# Daten aus JavascriptSeite von Java auswerten lassen



## mrnice76 (22. Jan 2008)

Hi!

Ich habe folgendes Problem:

Eine Internetseite (HTML, Javascript) sendet ein Suchwort per get-Methode an eine php Datei, diese wertet die Suche aus und übergibt die Daten im JSON Format zurück an die Javascript Datei.

Leider bin ich nicht sonderlich fit in php, und außerdem finde ich die verarbeitung über einen javaserver viel schöner 

Ich habe jetzt schon ewig das Forum durchforstet...

Kann ich zb  sowas machen: "auswertung.jsp?search=blau", sodass die jsp datei dann mit dem blau was anfängt und wieder was im JSON Format zurücksendet?

Oder muss ich mir ein Servlet basteln?
Ich kenne mich damit leider noch nicht so toll aus,  ein kleines Beispiel, wie ich den String "blau" per Java bearbeiten und wieder zurückschicken kann, wäre super!

Wenn es hilft, kann ich auch den php code posten, der durch java ersetzt werden soll !!

Viele Dank schonmal für euere Denkanstöße


----------



## mrnice76 (22. Jan 2008)

ich hab noch ein bisschen code

ich habe es mittlerweile soweit geschafft, dass meine jsp datei das gleiche tut wie die php datei, mit der es funktioniert.


das steht in der jsp:


```
<%out.println(request.getParameter("search")); %>
```

sie gibt also einfach das aus, was ich ihr mit ".../test.jsp?search=blabla" übergebe...

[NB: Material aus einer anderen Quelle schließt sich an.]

//! Genetic profile of a single unit.

use std::iter;

use serde::{Deserialize, Serialize};

use gambit_types::{SkipReason, SkippedTrait, TraitName, TraitSet, UnitId, UnitKind};

use crate::catalog::TraitCatalog;
use crate::splicer::{HeldTraits, SpliceResult, total_complexity};

/// Traits a unit has inherited, plus the audit trail of how it got them.
///
/// Created at spawn with no inherited traits and generation 1. Only the capture
/// resolver and the decision gate are expected to mutate it.
#[derive(Debug, Clone, PartialEq, Eq, Serialize, Deserialize)]
pub struct GeneticProfile {
    owner: UnitId,
    kind: UnitKind,
    inherited: TraitSet,
    /// Hidden traits (own or inherited) that have been revealed on the board.
    revealed: TraitSet,
    generation: u32,
    lineage: Vec<UnitId>,
    captures_made: u32,
    last_splice_turn: u32,
}

/// What a defender can pass on when captured.
#[derive(Debug, Clone, Default, PartialEq, Eq)]
pub struct Extraction {
    pub candidates: Vec<TraitName>,
    pub withheld: Vec<SkippedTrait>,
}

impl GeneticProfile {
    #[must_use]
    pub fn spawn(owner: UnitId, kind: UnitKind, turn: u32) -> Self {
        Self {
            owner,
            kind,
            inherited: TraitSet::new(),
            revealed: TraitSet::new(),
            generation: 1,
            lineage: Vec::new(),
            captures_made: 0,
            last_splice_turn: turn,
        }
    }

    /// Rebuild a profile from a persisted trait snapshot.
    ///
    /// Lineage is match-local and starts empty; generation counts the evolutions
    /// the piece already went through.
    #[must_use]
    pub fn rehydrate(
        owner: UnitId,
        kind: UnitKind,
        inherited: TraitSet,
        evolution_count: u32,
        turn: u32,
    ) -> Self {
        Self {
            inherited,
            generation: 1 + evolution_count,
            ..Self::spawn(owner, kind, turn)
        }
    }

    #[must_use]
    pub const fn owner(&self) -> UnitId {
        self.owner
    }

    #[must_use]
    pub const fn kind(&self) -> UnitKind {
        self.kind
    }

    #[must_use]
    pub const fn base_trait(&self) -> TraitName {
        TraitCatalog::base_trait(self.kind).name
    }

    #[must_use]
    pub fn inherited(&self) -> &TraitSet {
        &self.inherited
    }

    #[must_use]
    pub fn held(&self) -> HeldTraits {
        HeldTraits::new(self.base_trait(), self.inherited.clone())
    }

    /// Recomputed from the catalog on every call.
    #[must_use]
    pub fn complexity_cost(&self) -> u32 {
        total_complexity(self.base_trait(), &self.inherited)
    }

    #[must_use]
    pub const fn generation(&self) -> u32 {
        self.generation
    }

    /// Successful splices so far.
    #[must_use]
    pub const fn evolution_count(&self) -> u32 {
        self.generation - 1
    }

    #[must_use]
    pub fn lineage(&self) -> &[UnitId] {
        &self.lineage
    }

    #[must_use]
    pub const fn captures_made(&self) -> u32 {
        self.captures_made
    }

    #[must_use]
    pub const fn idle_turns(&self, turn: u32) -> u32 {
        turn.saturating_sub(self.last_splice_turn)
    }

    pub fn reveal(&mut self, name: TraitName) {
        if TraitCatalog::trait_of(name).hidden {
            self.revealed.insert(name);
        }
    }

    #[must_use]
    pub fn is_revealed(&self, name: TraitName) -> bool {
        !TraitCatalog::trait_of(name).hidden || self.revealed.contains(name)
    }

    /// Base trait plus inherited traits, minus anything non-inheritable or still hidden.
    #[must_use]
    pub fn extract_inheritable(&self) -> Extraction {
        let mut extraction = Extraction::default();
        let base = TraitCatalog::base_trait(self.kind);
        for name in iter::once(base.name).chain(self.inherited.iter()) {
            let entry = TraitCatalog::trait_of(name);
            if !entry.inheritable {
                extraction.withheld.push(SkippedTrait {
                    name,
                    reason: SkipReason::NotInheritable,
                });
            } else if !self.is_revealed(name) {
                extraction.withheld.push(SkippedTrait {
                    name,
                    reason: SkipReason::HiddenUnrevealed,
                });
            } else {
                extraction.candidates.push(name);
            }
        }
        extraction
    }

    /// Record a capture and, if the splice gained anything, commit it.
    ///
    /// Generation moves by exactly one per committing splice. Returns whether the
    /// profile's traits changed.
    pub fn commit_capture(&mut self, defender: UnitId, splice: &SpliceResult, turn: u32) -> bool {
        self.lineage.push(defender);
        self.captures_made += 1;
        if !splice.gained_anything() {
            return false;
        }
        self.inherited = splice.new_traits.clone();
        self.revealed = self
            .revealed
            .iter()
            .filter(|&name| self.inherited.contains(name) || name == self.base_trait())
            .collect();
        self.generation += 1;
        self.last_splice_turn = turn;
        true
    }

    /// Count a decided-but-empty evolution as a generation.
    pub fn bump_generation(&mut self) {
        self.generation += 1;
    }
}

aber leider funktioniert das nicht... wenn ich die seite mit dem browser öffne, schreibt er natürlich blabla, genau wie in der php datei, mit der es funktioniert (also an client code kann es nicht liegen)

muss ich da ne besondere methode aufrufen?

in php funktioniert es einfach mit echo "blabla" das gibt er dann zurück, also das gleiche, was auch der browser anzeigt...


----------



## freez (23. Jan 2008)

liegt es evtl am content-type, was deine Seite zurückgibt? Vielleicht gibt dein PHP Code "text" und die JSP "html" zurück.


----------



## mrnice76 (23. Jan 2008)

Ne, das lag daran, dass ich von ich die Javascriptdateien auf einem anderen Server hattte als die jsp bzw Java Klassen Datein...
Jetzt funktionierts auf jeden Fall!

Für mich ist das noch alles ziemlich neu, ich habe bei www.myjavaserver.com einen kostenlosen javaserver, vielleicht liegt das an dem, dass ich von außen keine Anfragen machen kann?
Oder ist das generell so, das alles auf einem Server laufen muss?


----------